新宿区は、なにを考え、どこを向いているのだろうか? 屋敷森を保存するために、「下落合みどりトラスト基金」へ寄せられた寄付額が、おそらく日本でも最大規模の2億3,300万円に達し、署名数が5,000人を突破し、サイトへのビジターが10万を超えようとしていたとき、新宿区は業者との間で「着地点」を探すための「談合」を進めていたわけなんだね。
 「トラスト基金」事務局や周辺住民からの、再三再四にわたる問い合わせには、業者との交渉に「進展はない」「買い取り価格を下げてくれない」・・・と何度も回答していたその裏で、業者との協議を重ねながら「緑化計画」図面を作成し、森林を伐採したあと、かろうじて残されるわずか数本の樹木の選定を行い、大クスノキの移植にかかわる専門家との協議を求めるなど、集合住宅建設へ向けた準備を、業者とともに着々と進めていたわけなんだ。ちなみに、枝を伐り根を断たれた大クスノキは、枯死する可能性がきわめて高い。

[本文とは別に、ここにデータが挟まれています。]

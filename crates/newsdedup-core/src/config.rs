use crate::app_config::AppConfig;
use crate::options::DEFAULT_TITLE_WINDOW_HOURS;
use crate::ConfigError;

/// Load application configuration from environment variables.
///
/// Calls `dotenvy::dotenv().ok()` to load `.env` files before reading env vars.
///
/// # Errors
///
/// Returns `ConfigError` if a value is present but invalid.
pub fn load_app_config() -> Result<AppConfig, ConfigError> {
    dotenvy::dotenv().ok();
    load_app_config_from_env()
}

/// Load application configuration from environment variables already in the process.
///
/// Unlike [`load_app_config`], this does NOT load `.env` files.
///
/// # Errors
///
/// Returns `ConfigError` if a value is present but invalid.
pub fn load_app_config_from_env() -> Result<AppConfig, ConfigError> {
    build_app_config(|key| std::env::var(key))
}

/// Build application configuration using the provided env-var lookup function.
///
/// Decoupled from the real environment so tests can drive it with a `HashMap`.
fn build_app_config<F>(lookup: F) -> Result<AppConfig, ConfigError>
where
    F: Fn(&str) -> Result<String, std::env::VarError>,
{
    let or_default = |var: &str, default: &str| -> String {
        lookup(var).unwrap_or_else(|_| default.to_string())
    };

    let log_level = or_default("NEWSDEDUP_LOG_LEVEL", "info");
    let title_window_hours = match lookup("NEWSDEDUP_TITLE_WINDOW_HOURS") {
        Ok(raw) => parse_window_hours("NEWSDEDUP_TITLE_WINDOW_HOURS", &raw)?,
        Err(_) => DEFAULT_TITLE_WINDOW_HOURS,
    };

    Ok(AppConfig {
        log_level,
        title_window_hours,
    })
}

fn parse_window_hours(var: &str, raw: &str) -> Result<f64, ConfigError> {
    let hours = raw
        .trim()
        .parse::<f64>()
        .map_err(|e| ConfigError::InvalidEnvVar {
            var: var.to_string(),
            reason: e.to_string(),
        })?;
    if !hours.is_finite() {
        return Err(ConfigError::InvalidEnvVar {
            var: var.to_string(),
            reason: format!("window must be a finite number of hours, got `{raw}`"),
        });
    }
    Ok(hours)
}

#[cfg(test)]
mod tests {
    use std::collections::HashMap;
    use std::env::VarError;

    use super::*;

    fn lookup_from_map<'a>(
        map: &'a HashMap<&'a str, &'a str>,
    ) -> impl Fn(&str) -> Result<String, VarError> + 'a {
        move |key| {
            map.get(key)
                .map(|v| (*v).to_string())
                .ok_or(VarError::NotPresent)
        }
    }

    #[test]
    fn build_app_config_defaults_with_empty_env() {
        let map: HashMap<&str, &str> = HashMap::new();
        let cfg = build_app_config(lookup_from_map(&map)).unwrap();
        assert_eq!(cfg.log_level, "info");
        assert!((cfg.title_window_hours - 48.0).abs() < f64::EPSILON);
        assert_eq!(cfg.dedupe_options().window_ms(), 48 * 3_600_000);
    }

    #[test]
    fn build_app_config_reads_overrides() {
        let mut map = HashMap::new();
        map.insert("NEWSDEDUP_LOG_LEVEL", "debug");
        map.insert("NEWSDEDUP_TITLE_WINDOW_HOURS", "12");
        let cfg = build_app_config(lookup_from_map(&map)).unwrap();
        assert_eq!(cfg.log_level, "debug");
        assert_eq!(cfg.dedupe_options().window_ms(), 12 * 3_600_000);
    }

    #[test]
    fn build_app_config_ignores_unrelated_vars() {
        let mut map = HashMap::new();
        map.insert("NEWSDEDUP_ENV", "staging");
        map.insert("NEWSDEDUP_UNUSED", "x");
        let cfg = build_app_config(lookup_from_map(&map)).unwrap();
        assert_eq!(cfg.log_level, "info");
        assert_eq!(cfg.dedupe_options().window_ms(), 48 * 3_600_000);
    }

    #[test]
    fn build_app_config_rejects_non_numeric_window() {
        let mut map = HashMap::new();
        map.insert("NEWSDEDUP_TITLE_WINDOW_HOURS", "two days");
        let result = build_app_config(lookup_from_map(&map));
        assert!(
            matches!(result, Err(ConfigError::InvalidEnvVar { ref var, .. }) if var == "NEWSDEDUP_TITLE_WINDOW_HOURS"),
            "expected InvalidEnvVar(NEWSDEDUP_TITLE_WINDOW_HOURS), got: {result:?}"
        );
    }

    #[test]
    fn build_app_config_rejects_infinite_window() {
        let mut map = HashMap::new();
        map.insert("NEWSDEDUP_TITLE_WINDOW_HOURS", "inf");
        let result = build_app_config(lookup_from_map(&map));
        assert!(
            matches!(result, Err(ConfigError::InvalidEnvVar { ref var, .. }) if var == "NEWSDEDUP_TITLE_WINDOW_HOURS"),
            "expected InvalidEnvVar(NEWSDEDUP_TITLE_WINDOW_HOURS), got: {result:?}"
        );
    }
}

 新宿区民には「進展がない」と言い、業者とは建設に向けた打ち合わせをどんどん「進展」させる。こういうのを、昔から“二枚舌”=ウソツキというのだよ。詳細は、昨年の秋から暮れにかけて、新宿区と業者が交わした文書の内容を見れば歴然だ。
http://www.jsc-com.net/shimoochiai/news2/221.htm
 きれいなお姉さんがカメラ目線で、「ウ・ソ・ツ・キ」と囁くのが流行っているそうだけれど、そういえば昔、スターリニズム下の旧ソ連に、ヴィソツキーという歌手がいた。(どういう繋がりなのだ?) 決してうまい歌詞とも思えないし、ダミ声の歌は聴きづらいけれど、ロシアへ出かけたとき真っ先に買ったアルバムがこの人の作品だった。旧ソ連の官僚テクノクラートたちによるウソや欺瞞を歌いつづけ、当局にタテをつきつづけた彼は、死ぬまで弾圧や嫌がらせを受けた。ここは、ウソツキの新宿区へ、ヴィソツキーの歌を進呈しよう。

  そこには縁無き言葉
  そこには不快な噂
  そこには不要な面接がある
  そこでは草の根も枯れ、燃え尽きた
  その跡さえ読みとれぬ
  暗闇のなかだ
        (『暗闇で』ウラジミール・ヴィソツキーより)
 新宿区が都外の建設業者ではなく、いまここに住んで生活している新宿区民のほうへ目を向けるのは、いったいいつのことやら。こんなことしてると、新宿区のお先は真っ暗闇だ。

■写真:雪の屋敷森。撮影は、プロ並みのカメラ技術をお持ちの武田様より。